ACTIVITY
From the top of the records below, return each line exactly, ending with the line that contains "impl PartialOrd for".

----

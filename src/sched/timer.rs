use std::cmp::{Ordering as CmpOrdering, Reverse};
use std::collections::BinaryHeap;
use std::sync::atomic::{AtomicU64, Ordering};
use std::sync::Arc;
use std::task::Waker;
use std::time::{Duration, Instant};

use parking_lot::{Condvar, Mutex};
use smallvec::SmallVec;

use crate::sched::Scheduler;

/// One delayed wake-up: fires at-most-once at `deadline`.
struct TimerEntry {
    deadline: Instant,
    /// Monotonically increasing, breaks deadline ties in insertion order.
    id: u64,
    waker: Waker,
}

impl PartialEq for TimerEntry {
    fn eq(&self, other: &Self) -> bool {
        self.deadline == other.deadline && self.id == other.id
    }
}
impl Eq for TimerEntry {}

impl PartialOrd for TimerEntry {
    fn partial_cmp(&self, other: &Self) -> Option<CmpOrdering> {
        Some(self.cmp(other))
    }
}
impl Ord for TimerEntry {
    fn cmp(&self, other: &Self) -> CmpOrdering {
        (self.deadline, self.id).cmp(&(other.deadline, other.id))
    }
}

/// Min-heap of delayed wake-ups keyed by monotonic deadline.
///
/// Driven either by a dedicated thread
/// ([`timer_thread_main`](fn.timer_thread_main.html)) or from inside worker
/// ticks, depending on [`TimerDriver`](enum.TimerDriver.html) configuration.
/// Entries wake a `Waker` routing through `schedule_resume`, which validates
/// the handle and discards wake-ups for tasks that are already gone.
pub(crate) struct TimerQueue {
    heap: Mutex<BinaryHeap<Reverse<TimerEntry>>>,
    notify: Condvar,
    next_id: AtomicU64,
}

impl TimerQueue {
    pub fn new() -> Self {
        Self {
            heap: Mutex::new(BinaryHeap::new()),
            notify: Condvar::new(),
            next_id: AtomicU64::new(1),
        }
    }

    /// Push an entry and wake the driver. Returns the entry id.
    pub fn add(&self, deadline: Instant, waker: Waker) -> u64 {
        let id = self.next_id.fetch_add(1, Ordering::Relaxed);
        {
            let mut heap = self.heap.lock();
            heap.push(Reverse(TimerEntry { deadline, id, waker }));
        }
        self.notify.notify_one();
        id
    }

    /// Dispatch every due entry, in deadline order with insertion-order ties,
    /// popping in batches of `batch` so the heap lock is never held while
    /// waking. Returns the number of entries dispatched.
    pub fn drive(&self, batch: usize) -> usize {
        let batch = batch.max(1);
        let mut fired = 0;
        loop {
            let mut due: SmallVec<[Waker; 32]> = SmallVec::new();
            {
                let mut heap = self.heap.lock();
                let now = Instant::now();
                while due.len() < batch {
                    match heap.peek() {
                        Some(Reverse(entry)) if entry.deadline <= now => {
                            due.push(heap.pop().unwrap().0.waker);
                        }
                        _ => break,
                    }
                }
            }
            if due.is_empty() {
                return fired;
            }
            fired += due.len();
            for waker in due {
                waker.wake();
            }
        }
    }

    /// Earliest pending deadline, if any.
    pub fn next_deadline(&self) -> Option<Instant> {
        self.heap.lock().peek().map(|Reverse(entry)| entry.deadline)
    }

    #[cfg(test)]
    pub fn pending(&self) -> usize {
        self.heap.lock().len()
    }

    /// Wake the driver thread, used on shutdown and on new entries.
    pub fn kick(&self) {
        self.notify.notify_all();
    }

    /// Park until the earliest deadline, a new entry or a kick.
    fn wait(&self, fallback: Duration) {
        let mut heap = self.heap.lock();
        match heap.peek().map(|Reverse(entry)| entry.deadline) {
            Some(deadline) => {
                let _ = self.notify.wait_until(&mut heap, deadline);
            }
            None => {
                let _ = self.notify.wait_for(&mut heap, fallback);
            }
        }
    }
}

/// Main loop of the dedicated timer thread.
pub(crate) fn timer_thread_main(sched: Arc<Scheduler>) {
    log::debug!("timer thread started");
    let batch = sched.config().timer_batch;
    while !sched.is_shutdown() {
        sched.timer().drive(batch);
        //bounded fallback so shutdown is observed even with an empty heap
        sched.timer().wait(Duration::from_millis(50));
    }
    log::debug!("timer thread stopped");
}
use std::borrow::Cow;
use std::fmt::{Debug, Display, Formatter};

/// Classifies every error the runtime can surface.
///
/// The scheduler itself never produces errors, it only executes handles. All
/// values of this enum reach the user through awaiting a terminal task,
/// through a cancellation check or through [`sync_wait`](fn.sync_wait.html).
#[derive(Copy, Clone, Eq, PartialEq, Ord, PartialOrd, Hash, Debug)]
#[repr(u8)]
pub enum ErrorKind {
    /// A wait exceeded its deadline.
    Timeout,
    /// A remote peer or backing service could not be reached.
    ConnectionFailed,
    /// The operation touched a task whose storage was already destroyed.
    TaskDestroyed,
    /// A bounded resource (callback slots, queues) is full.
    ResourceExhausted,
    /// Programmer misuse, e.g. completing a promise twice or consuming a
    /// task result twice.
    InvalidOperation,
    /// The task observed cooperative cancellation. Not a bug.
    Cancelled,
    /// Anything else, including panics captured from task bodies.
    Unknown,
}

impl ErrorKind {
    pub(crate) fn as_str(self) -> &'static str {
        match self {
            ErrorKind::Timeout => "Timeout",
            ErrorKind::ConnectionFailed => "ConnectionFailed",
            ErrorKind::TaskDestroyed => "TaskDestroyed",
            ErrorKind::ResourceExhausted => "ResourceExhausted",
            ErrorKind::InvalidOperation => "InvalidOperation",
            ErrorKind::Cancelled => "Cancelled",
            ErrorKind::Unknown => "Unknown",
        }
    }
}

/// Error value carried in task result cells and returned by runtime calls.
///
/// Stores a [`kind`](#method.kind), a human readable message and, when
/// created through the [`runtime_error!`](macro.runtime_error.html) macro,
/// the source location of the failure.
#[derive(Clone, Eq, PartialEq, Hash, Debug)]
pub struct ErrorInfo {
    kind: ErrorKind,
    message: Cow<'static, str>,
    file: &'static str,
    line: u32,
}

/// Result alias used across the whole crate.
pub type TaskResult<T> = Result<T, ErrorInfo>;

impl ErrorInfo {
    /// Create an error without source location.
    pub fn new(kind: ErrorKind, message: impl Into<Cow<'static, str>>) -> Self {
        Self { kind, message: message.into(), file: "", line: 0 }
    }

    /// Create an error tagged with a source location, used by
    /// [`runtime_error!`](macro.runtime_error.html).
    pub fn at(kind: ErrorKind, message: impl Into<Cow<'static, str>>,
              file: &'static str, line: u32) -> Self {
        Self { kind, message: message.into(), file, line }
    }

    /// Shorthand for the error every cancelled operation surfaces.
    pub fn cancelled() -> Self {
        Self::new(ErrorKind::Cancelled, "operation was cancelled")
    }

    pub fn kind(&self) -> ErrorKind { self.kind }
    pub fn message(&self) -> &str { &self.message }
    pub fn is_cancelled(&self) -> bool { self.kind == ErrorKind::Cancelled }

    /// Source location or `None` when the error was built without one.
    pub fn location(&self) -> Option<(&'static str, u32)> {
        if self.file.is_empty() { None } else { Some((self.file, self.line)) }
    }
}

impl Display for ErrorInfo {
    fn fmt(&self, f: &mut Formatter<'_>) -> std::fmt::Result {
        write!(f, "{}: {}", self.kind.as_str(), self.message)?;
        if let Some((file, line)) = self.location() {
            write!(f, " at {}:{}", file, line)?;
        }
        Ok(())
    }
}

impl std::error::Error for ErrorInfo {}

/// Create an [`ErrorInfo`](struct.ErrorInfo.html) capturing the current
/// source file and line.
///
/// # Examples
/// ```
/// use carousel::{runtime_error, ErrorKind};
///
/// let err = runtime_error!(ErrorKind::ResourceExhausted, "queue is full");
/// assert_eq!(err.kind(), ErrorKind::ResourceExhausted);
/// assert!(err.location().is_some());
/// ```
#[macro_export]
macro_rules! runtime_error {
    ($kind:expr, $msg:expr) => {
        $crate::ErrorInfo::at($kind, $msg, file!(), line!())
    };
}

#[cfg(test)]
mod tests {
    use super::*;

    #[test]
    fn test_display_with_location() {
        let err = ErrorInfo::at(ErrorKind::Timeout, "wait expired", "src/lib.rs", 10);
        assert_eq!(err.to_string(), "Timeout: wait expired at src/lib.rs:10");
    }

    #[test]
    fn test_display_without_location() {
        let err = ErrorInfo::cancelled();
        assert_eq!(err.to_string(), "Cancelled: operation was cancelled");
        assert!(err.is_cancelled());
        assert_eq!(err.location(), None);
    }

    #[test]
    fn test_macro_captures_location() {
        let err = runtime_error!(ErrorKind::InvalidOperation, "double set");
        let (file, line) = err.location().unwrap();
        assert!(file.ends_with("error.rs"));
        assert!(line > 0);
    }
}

----

WRITTEN REPLY
filename src/sched/timer.rs
use std::cmp::{Ordering as CmpOrdering, Reverse};
use std::collections::BinaryHeap;
use std::sync::atomic::{AtomicU64, Ordering};
use std::sync::Arc;
use std::task::Waker;
use std::time::{Duration, Instant};

use parking_lot::{Condvar, Mutex};
use smallvec::SmallVec;

use crate::sched::Scheduler;

/// One delayed wake-up: fires at-most-once at `deadline`.
struct TimerEntry {
    deadline: Instant,
    /// Monotonically increasing, breaks deadline ties in insertion order.
    id: u64,
    waker: Waker,
}

impl PartialEq for TimerEntry {
    fn eq(&self, other: &Self) -> bool {
        self.deadline == other.deadline && self.id == other.id
    }
}
impl Eq for TimerEntry {}

impl PartialOrd for TimerEntry {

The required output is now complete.